Electroplated fasteners are a little softer than some but perfectly adequate - just add a trace of wet lube to the recesses to prevent them turning rusty.
Otherwise, standards of finish and lustre are very high, especially compared with others I’ve used and tested, of comparable price. Now, aside from adding to the allure, the bracing supposedly eliminates flex. Pads are comparatively short, cartridge models with medium density compounds (choice of condition specific replacements available?).
My Univega - a mile munching rough stuff touring bike, based around a triple butted cross county mountain bike frameset, was the primary rig of choice. Smaller, compact geometry framesets, such as this, present challenges with wide arm cantilevers. Most notably when it comes to four-point carriers/panniers and of course, heels.
Full disclosure. I am of a more feminine proportion - much longer limbed, relative to my torso. A shorter stem was a non-starter, so I run these Microshift brifters, which are designed for smaller hands.

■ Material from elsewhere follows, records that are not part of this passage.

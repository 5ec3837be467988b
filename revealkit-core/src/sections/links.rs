/// Where a followed link opens.
#[derive(Clone, Copy, Debug, PartialEq, Eq, serde::Serialize, serde::Deserialize)]
pub enum LinkTarget {
    /// A new browsing context without opener or referrer.
    NewContext,
}

impl LinkTarget {
    /// Window name understood by browsers.
    pub fn window_name(self) -> &'static str {
        match self {
            Self::NewContext => "_blank",
        }
    }

    /// Window features understood by browsers.
    pub fn features(self) -> &'static str {
        match self {
            Self::NewContext => "noopener,noreferrer",
        }
    }
}

/// Opens external links on behalf of the core.
pub trait LinkOpener {
    /// Open `url` in `target`.
    fn open(&mut self, url: &str, target: LinkTarget);
}

/// Opener that only records what it was asked to open.
#[derive(Clone, Debug, Default, PartialEq, serde::Serialize)]
pub struct RecordingOpener {
    /// Opened URLs, in order.
    pub opened: Vec<(String, LinkTarget)>,
}

impl LinkOpener for RecordingOpener {
    fn open(&mut self, url: &str, target: LinkTarget) {
        self.opened.push((url.to_owned(), target));
    }
}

Great in some respects but shorter travel means they will come closer to the bars before brakes really bite. Set up with with M system/similar low-profile patterns, such as these Avid Shorty 4 is pretty plug n’ play. Ready to go in ten minutes. It was nearer 45 before I’d got the travel, modulation, feel and of course, toe-in bang on with the genetic.
On a very traditional ‘cross bike running Cane Creek levers and bar cons, this took twenty minutes, easier than Tektro’s venerable CR720, which is arguably, the CX’s closest rival, price wise.

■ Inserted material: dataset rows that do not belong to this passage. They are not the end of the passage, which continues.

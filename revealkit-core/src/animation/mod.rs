pub(crate) mod ease;
pub(crate) mod player;
pub(crate) mod props;
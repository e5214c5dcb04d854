//! The credential store port and its record/error types.

use async_trait::async_trait;
use thiserror::Error;

/// A hydrated `auth_users` row.
#[derive(Debug, Clone, PartialEq, Eq)]
pub struct CredentialRecord {
    /// Store-assigned identifier, stable for the lifetime of the record.
    pub id: i64,
    /// The record's email, unique across the store.
    pub email: String,
    /// PHC-format hash of the password. Never the plaintext.
    pub password_hash: String,
}

/// Failures surfaced by a credential store.
///
/// Uniqueness conflicts are the one classification the service layer acts
/// on; everything else stays opaque.
#[derive(Debug, Error)]
pub enum RepositoryError {
    /// The email collides with an existing record's unique constraint.
    #[error("email is already registered")]
    DuplicateEmail,
    /// Any other store failure.
    #[error(transparent)]
    Database(#[from] anyhow::Error),
}

/// Narrow port over the `auth_users` table.
///
/// Email comparison and uniqueness are byte-wise case-sensitive; the
/// implementation must enforce uniqueness with a store-level constraint so
/// concurrent inserts of the same email cannot both succeed. Every mutation
/// is a single statement keyed by id.
#[async_trait]
pub trait CredentialRepository: Send + Sync {
    /// Insert a new record, returning the assigned id.
    async fn insert_user(
        &self,
        email: &str,
        password_hash: &str,
    ) -> Result<i64, RepositoryError>;

    /// Look up a record by exact email.
    async fn find_by_email(
        &self,
        email: &str,
    ) -> Result<Option<CredentialRecord>, RepositoryError>;

    /// Replace the password hash for an id, returning affected row count.
    async fn update_password(
        &self,
        user_id: i64,
        password_hash: &str,
    ) -> Result<u64, RepositoryError>;

    /// Replace the email for an id, returning affected row count.
    async fn update_email(&self, user_id: i64, email: &str) -> Result<u64, RepositoryError>;
}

Allowing for some mid ride tweaks to counteract some minor cable stretch, the CX have impressed with their smooth, progressive action and after a few 20-mile, mixed terrain bonding blasts, I was ready to tackle the cut n’ thrust of stop-go rush hour traffic.
Despite reduced lever travel, the action never felt spongy and using the front in anger, I could even raise the rear wheel an inch or two. Saved my bacon, on a couple of occasions, when larger vehicles stopped unexpectedly. Then of course, there were the teenage wheelie merchants, demonstrating their craft - in the wrong place!
This story remained largely unchanged, through moderately damp forest trails, avoiding Kamikaze squirrels and dancing spirited, tangos with slightly confused rabbits. Mud and other gooey stuff tends to get impacted around the pads, regardless of arm pattern and the bike’s full-length chrome-plastics.
Embedded gritty noises aside, there’s been no real loss of function, or cringe-inducing squeal. That said; given my earlier observations, my heels tended to foul the arms, especially when re/mounting, or weaving through particularly tight singletrack.
This caused the brake to bind on the rim, though easily addressed, with a quick double touch of the brake lever. Less frequent, with use and again, something synonymous with the small frame, wide arm marriage.
By this point, three weeks in, I’d enough faith in them, to do a few supermarket trailer-runs, taking in my favourite 1in7 descent, on the return leg. Being brutally honest, though it passed said test with reasonable margin, in these contexts, something like the Avid Shorty would’ve inspired a bit more confidence.
Conversely, performance with the Cane Creek SL5 levers and traditional cross bike was a definite notch, or so higher and, for the most part, better than my experience with Tektro’s otherwise capable CR720.
Minor niggles, such as fastener quality aside, the CX represent great value. Worthy choices for a budget ‘cross build, cross biased winter single speed, or older touring lorries serving as commuters/ daily drivers. Good enough to make project Dawes’ component list.